Scan the records below for the string "more" and return every line where it appears.
+ + +
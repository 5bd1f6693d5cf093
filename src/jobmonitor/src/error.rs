use thiserror::Error;

pub type Result<T> = std::result::Result<T, MonitorError>;

#[derive(Error, Debug)]
pub enum MonitorError {
    #[error("Job queue store error: {0}")]
    Store(#[from] redis::RedisError),

    #[error("Serialization error: {0}")]
    Serialization(#[from] serde_json::Error),

    #[error("Not found: {0}")]
    NotFound(String),

    #[error("Bad request: {0}")]
    BadRequest(String),

    /// A job ID resolved to more than one persisted task
    #[error("there are more than one task with the same job ID {job_id} ({count} tasks)")]
    DuplicateTasks { job_id: String, count: usize },

    #[error("Task error: {0}")]
    Task(String),

    #[error("Internal error: {0}")]
    Internal(String),
}

impl MonitorError {
    pub fn is_not_found(&self) -> bool {
        matches!(self, MonitorError::NotFound(_))
    }

    /// HTTP status the API layer answers with
    pub fn status_code(&self) -> u16 {
        match self {
            MonitorError::NotFound(_) => 404,
            MonitorError::BadRequest(_) => 400,
            _ => 500,
        }
    }

    pub fn code(&self) -> &'static str {
        match self {
            MonitorError::NotFound(_) => "NOT_FOUND",
            MonitorError::BadRequest(_) => "BAD_REQUEST",
            _ => "UNKNOWN",
        }
    }
}
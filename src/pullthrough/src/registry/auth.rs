use crate::config::{DEFAULT_TOKEN_EXPIRY_SECS, TOKEN_EXPIRY_SAFETY_MARGIN_SECS};
use crate::config::RegistryCredential;
use reqwest::Client;
use std::collections::HashMap;
use std::time::{Duration, Instant};
use tokio::sync::RwLock;

/// Parsed `WWW-Authenticate` challenge
#[derive(Debug, Clone, PartialEq, Eq)]
pub enum Challenge {
    Bearer {
        realm: String,
        service: Option<String>,
        scope: Option<String>,
    },
    Basic,
}

fn unquote(value: &str) -> String {
    value
        .trim()
        .strip_prefix('"')
        .and_then(|s| s.strip_suffix('"'))
        .unwrap_or(value.trim())
        .to_string()
}

impl Challenge {
    /// Example: `Bearer realm="https://auth.docker.io/token",service="registry.docker.io",scope="repository:library/nginx:pull"`
    pub fn parse(header: &str) -> Option<Self> {
        let header = header.trim();
        let (scheme, params) = header.split_once(' ').unwrap_or((header, ""));
        if scheme.eq_ignore_ascii_case("basic") {
            return Some(Challenge::Basic);
        }
        if !scheme.eq_ignore_ascii_case("bearer") {
            return None;
        }

        let mut realm = None;
        let mut service = None;
        let mut scope = None;
        // Quoted values may contain commas (`pull,push`)
        let mut rest = params;
        while !rest.is_empty() {
            let (key, after_eq) = match rest.split_once('=') {
                Some(kv) => kv,
                None => break,
            };
            let key = key.trim().trim_start_matches(',').trim();
            let (value, next) = if let Some(quoted) = after_eq.strip_prefix('"') {
                match quoted.find('"') {
                    Some(end) => (&quoted[..end], &quoted[end + 1..]),
                    None => (quoted, ""),
                }
            } else {
                match after_eq.find(',') {
                    Some(end) => (&after_eq[..end], &after_eq[end..]),
                    None => (after_eq, ""),
                }
            };
            match key {
                "realm" => realm = Some(unquote(value)),
                "service" => service = Some(unquote(value)),
                "scope" => scope = Some(unquote(value)),
                _ => {}
            }
            rest = next.trim_start_matches(',').trim_start();
        }

        realm.map(|realm| Challenge::Bearer {
            realm,
            service,
            scope,
        })
    }

    /// Token endpoint URL; scope falls back to pull access on `repository`
    pub fn token_url(&self, repository: &str) -> Option<String> {
        let Challenge::Bearer {
            realm,
            service,
            scope,
        } = self
        else {
            return None;
        };
        let scope = scope
            .clone()
            .unwrap_or_else(|| format!("repository:{}:pull", repository));
        let mut url = realm.clone();
        url.push(if realm.contains('?') { '&' } else { '?' });
        if let Some(service) = service {
            url.push_str(&format!("service={}&", service));
        }
        url.push_str(&format!("scope={}", scope));
        Some(url)
    }
}

struct CachedToken {
    token: String,
    expires_at: Instant,
}

/// Bearer tokens keyed by token URL
#[derive(Default)]
pub struct TokenCache {
    tokens: RwLock<HashMap<String, CachedToken>>,
}

impl TokenCache {
    pub fn new() -> Self {
        Self::default()
    }

    pub async fn get(&self, key: &str) -> Option<String> {
        self.tokens.read().await.get(key).and_then(|cached| {
            if cached.expires_at > Instant::now() {
                Some(cached.token.clone())
            } else {
                None
            }
        })
    }

    pub async fn insert(&self, key: String, token: String, expires_in_seconds: Option<u64>) {
        let expires_in = expires_in_seconds.unwrap_or(DEFAULT_TOKEN_EXPIRY_SECS);
        let expires_at = Instant::now()
            + Duration::from_secs(expires_in.saturating_sub(TOKEN_EXPIRY_SAFETY_MARGIN_SECS));
        let mut tokens = self.tokens.write().await;
        tokens.insert(key, CachedToken { token, expires_at });
        tokens.retain(|_, cached| cached.expires_at > Instant::now());
    }

    /// Resolve a bearer token for `challenge`, from cache or from the realm
    pub async fn fetch(
        &self,
        client: &Client,
        challenge: &Challenge,
        repository: &str,
        credential: Option<&RegistryCredential>,
    ) -> Option<String> {
        let token_url = challenge.token_url(repository)?;
        if let Some(token) = self.get(&token_url).await {
            tracing::debug!(token_url = %token_url, "Using cached registry token");
            return Some(token);
        }

        let mut req = client.get(&token_url);
        if let Some(cred) = credential {
            req = req.basic_auth(&cred.username, Some(&cred.password));
        }
        let resp = match req.send().await {
            Ok(resp) if resp.status().is_success() => resp,
            Ok(resp) => {
                tracing::warn!(token_url = %token_url, status = %resp.status(), "Token endpoint refused request");
                return None;
            }
            Err(e) => {
                tracing::warn!(token_url = %token_url, error = %e, "Failed to fetch registry token");
                return None;
            }
        };
        let json: serde_json::Value = resp.json().await.ok()?;
        // Docker Hub answers with `token`, some registries only with `access_token`
        let token = json
            .get("token")
            .and_then(|t| t.as_str())
            .or_else(|| json.get("access_token").and_then(|t| t.as_str()))?
            .to_string();
        let expires_in = json.get("expires_in").and_then(|v| v.as_u64());
        self.insert(token_url, token.clone(), expires_in).await;
        Some(token)
    }
}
+ + +
Response area:
    /// A job ID resolved to more than one persisted task
    #[error("there are more than one task with the same job ID {job_id} ({count} tasks)")]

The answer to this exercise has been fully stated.